我正在跑步this code是为了训练模型来扮演太空侵略者。但是,我的公羊已经用完了。另外,它以100%使用我的两个CPU内核,而GPU最多只能使用约40%。我结束培训后没有释放RAM,必须终止进程以释放它。
我已经看到人们在使用数据加载器,但是我不知道如何将其适应我的代码。任何帮助将不胜感激。
这是我的训练循环
tmp: 12 | token trials | strcmp -81
...
这是我的内存加载器类
saver = tf.train.Saver()
training = True
if training == True:
with tf.device("/device:GPU:0"):
with tf.Session() as sess:
sess.run(tf.global_variables_initializer())
decay_step = 0
rewards_list = []
print("1 got here")
for episode in range(total_episodes):
print("2 got here")
step = 0
episode_rewards = []
state = env.reset()
state, stacked_frames = stack_frames(stacked_frames, state, True)
while step < max_steps:
step += 1
decay_step += 1
action, explore_probability = predict_action(explore_start, explore_stop, decay_rate, decay_step, state, possible_actions)
next_state, reward, done, _ = env.step(action)
if episode_render:
env.render()
episode_rewards.append(reward)
if done:
print("3 got here")
next_state = np.zeros((110,84), dtype=np.int)
next_state, stacked_frames = stack_frames(stacked_frames, next_state, False)
step = max_steps
total_reward = np.sum(episode_rewards)
print("Episode: {} Total reward: {} Training loss: {:.4f} Explore P: {:.4f}".format(episode, total_reward, loss, explore_probability))
rewards_list.append((episode, total_reward))
memory.add((state, action, reward, next_state, done))
else:
next_state, stacked_frames = stack_frames(stacked_frames, next_state, False)
memory.add((state, action, reward, next_state, done))
state = next_state
batch = memory.sample(batch_size)
states_mb = np.array([each[0] for each in batch], ndmin=3)

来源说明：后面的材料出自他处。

//! Integration test: startup from a configuration file.

use std::io::Write;

use scara_common::config::{ConfigError, ConfigLoader, ControllerConfig};
use scara_common::hal::Axis;
use tempfile::NamedTempFile;

use super::Bench;

fn write_config(text: &str) -> NamedTempFile {
    let mut file = NamedTempFile::new().unwrap();
    file.write_all(text.as_bytes()).unwrap();
    file
}

const BENCH_TOML: &str = r#"
[shared]
service_name = "bench"

[mechanics]
steps_per_rev = 10
microsteps = 1
mm_per_rev = 1.0

[motion]
max_speed_steps = 1000.0
max_accel_steps = 20000.0
min_speed_steps = 50.0
default_speed = 50

[gripper]
initial_angle = 90.0
settle_ms = 5

[status]
interval_ms = 100

[[vision.objects]]
id = "red_circle_camera_x_0"
x = 12.0
y = -8.0
"#;

#[test]
fn controller_starts_from_file() {
    let file = write_config(BENCH_TOML);
    let config = ControllerConfig::load(file.path()).unwrap();
    let mut bench = Bench::with_config(&config);

    // Power-on settings come from the file.
    assert_eq!(bench.ctl.state().speed, 50);
    assert_eq!(bench.ctl.axis(Axis::X).max_speed(), 500.0);
    bench.tick();
    assert_eq!(bench.hal.gripper(), Some(90.0));

    // Seeded objects resolve without an `O` report.
    assert!(bench.send("V:red_circle_camera_x_0").is_empty());
    bench.run_until_idle(20_000);
    assert_eq!(bench.replies(), vec!["OK"]);
    assert_eq!(bench.hal.position(Axis::X), 120);
    assert_eq!(bench.hal.position(Axis::Y), -80);
}

#[test]
fn seeded_object_outside_workspace_is_refused() {
    let file = write_config(
        r#"
[[vision.objects]]
id = "far"
x = 1000.0
y = 0.0
"#,
    );
    let config = ControllerConfig::load(file.path()).unwrap();
    let err = scara_controller::controller::Controller::new(&config).unwrap_err();
    assert!(matches!(err, ConfigError::ValidationError(_)));
}

#[test]
fn printed_config_loads_back() {
    let text = super::bench_config().to_toml_string().unwrap();
    let file = write_config(&text);
    let config = ControllerConfig::load(file.path()).unwrap();
    assert_eq!(config.mechanics, super::bench_config().mechanics);
    assert_eq!(config.status.interval_ms, 100);
}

actions_mb = np.array([each[1] for each in batch])
rewards_mb = np.array([each[2] for each in batch])
next_states_mb = np.array([each[3] for each in batch], ndmin=3)
dones_mb = np.array([each[4] for each in batch])
target_Qs_batch = []
# print("Episode: {} Total reward: {} Training loss: {:.4f} Explore P: {:.4f}".format(episode, total_reward, loss, explore_probability))
Qs_next_state = sess.run(DQNetwork.output, feed_dict={DQNetwork.inputs_: next_states_mb})
for i in range(0, len(batch)):
terminal = dones_mb[i]
if terminal:
target_Qs_batch.append(rewards_mb[i])
else:
target = rewards_mb[i] + gamma * np.max(Qs_next_state[i])
target_Qs_batch.append(target)
targets_mb = np.array([each for each in target_Qs_batch])
loss, _ = sess.run([DQNetwork.loss, DQNetwork.optimizer],
feed_dict={DQNetwork.inputs_: states_mb,
DQNetwork.target_Q: targets_mb,
DQNetwork.actions_: actions_mb})
summary = sess.run(write_op, feed_dict={DQNetwork.inputs_: states_mb,
DQNetwork.target_Q: targets_mb,
DQNetwork.actions_: actions_mb})
writer.add_summary(summary, episode)
writer.flush()
print("Episode: {} Total reward: {} Training loss: {:.4f} Explore P: {:.4f}".format(episode, total_reward, loss, explore_probability))
if episode % 5 == 0:
gc.collect()
save_path = saver.save(sess, './models/model.ckpt')
print('Model Saved!')
print("training done")
sess.close()
cuda.close()
gc.collect()
及其用法
class Memory():
def __init__(self, max_size):
self.buffer = deque(maxlen=max_size)
def add(self, experience):
self.buffer.append(experience)
def sample(self, batch_size):
buffer_size = len(self.buffer)
index = np.random.choice(np.arange(buffer_size),
size = batch_size,
replace=False)
return [self.buffer[i] for i in index]
关于TF,我是一个完全菜鸟,所以我显然做错了事。